[ASSIGNED TASK]:
Starting from the line in which "pub fn is_shutdown_requested(&self)" appears, output every line down to the last line of the data below, exactly and without anything more.

Collected data:
//! Graceful shutdown coordination utilities.
//!
//! A [`ShutdownCoordinator`] is created by the binary, wired to Ctrl+C and handed to
//! the crawler. When it fires, identifiers not yet attempted are skipped and the
//! partial result is still returned.

use std::sync::atomic::{AtomicBool, Ordering};
use std::sync::Arc;
use tokio::sync::Notify;

/// Shared handle to a shutdown coordinator.
pub type SharedShutdown = Arc<ShutdownCoordinator>;

/// Coordinates graceful shutdown across async tasks.
#[derive(Debug, Default)]
pub struct ShutdownCoordinator {
    is_shutdown: AtomicBool,
    notify: Notify,
}

impl ShutdownCoordinator {
    /// Create a new coordinator.
    pub fn new() -> Self {
        Self {
            is_shutdown: AtomicBool::new(false),
            notify: Notify::new(),
        }
    }

    /// Create a new shared coordinator wrapped in [`Arc`].
    pub fn shared() -> SharedShutdown {
        Arc::new(Self::new())
    }

    /// Request shutdown. Notifies all registered waiters exactly once.
    pub fn request_shutdown(&self) {
        if !self.is_shutdown.swap(true, Ordering::SeqCst) {
            self.notify.notify_waiters();
        }
    }

    /// Whether shutdown has been requested.
    pub fn is_shutdown_requested(&self) -> bool {
        self.is_shutdown.load(Ordering::SeqCst)
    }

    /// Wait until shutdown is requested. Returns immediately if already set.
    pub async fn wait_for_shutdown(&self) {
        let notified = self.notify.notified();
        tokio::pin!(notified);
        notified.as_mut().enable();
        if self.is_shutdown_requested() {
            return;
        }
        notified.await;
    }

    /// Request shutdown when the process receives Ctrl+C.
    pub fn install_ctrl_c_handler(self: &Arc<Self>) {
        let shutdown = Arc::clone(self);
        tokio::spawn(async move {
            if tokio::signal::ctrl_c().await.is_ok() {
                tracing::warn!("Ctrl+C received - finishing in-flight requests...");
                shutdown.request_shutdown();
            }
        });
    }
}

[ANSWER AREA]:
    pub fn is_shutdown_requested(&self) -> bool {
        self.is_shutdown.load(Ordering::SeqCst)
    }

    /// Wait until shutdown is requested. Returns immediately if already set.
    pub async fn wait_for_shutdown(&self) {
        let notified = self.notify.notified();
        tokio::pin!(notified);
        notified.as_mut().enable();
        if self.is_shutdown_requested() {
            return;
        }
        notified.await;
    }

    /// Request shutdown when the process receives Ctrl+C.
    pub fn install_ctrl_c_handler(self: &Arc<Self>) {
        let shutdown = Arc::clone(self);
        tokio::spawn(async move {
            if tokio::signal::ctrl_c().await.is_ok() {
                tracing::warn!("Ctrl+C received - finishing in-flight requests...");
                shutdown.request_shutdown();
            }
        });
    }
}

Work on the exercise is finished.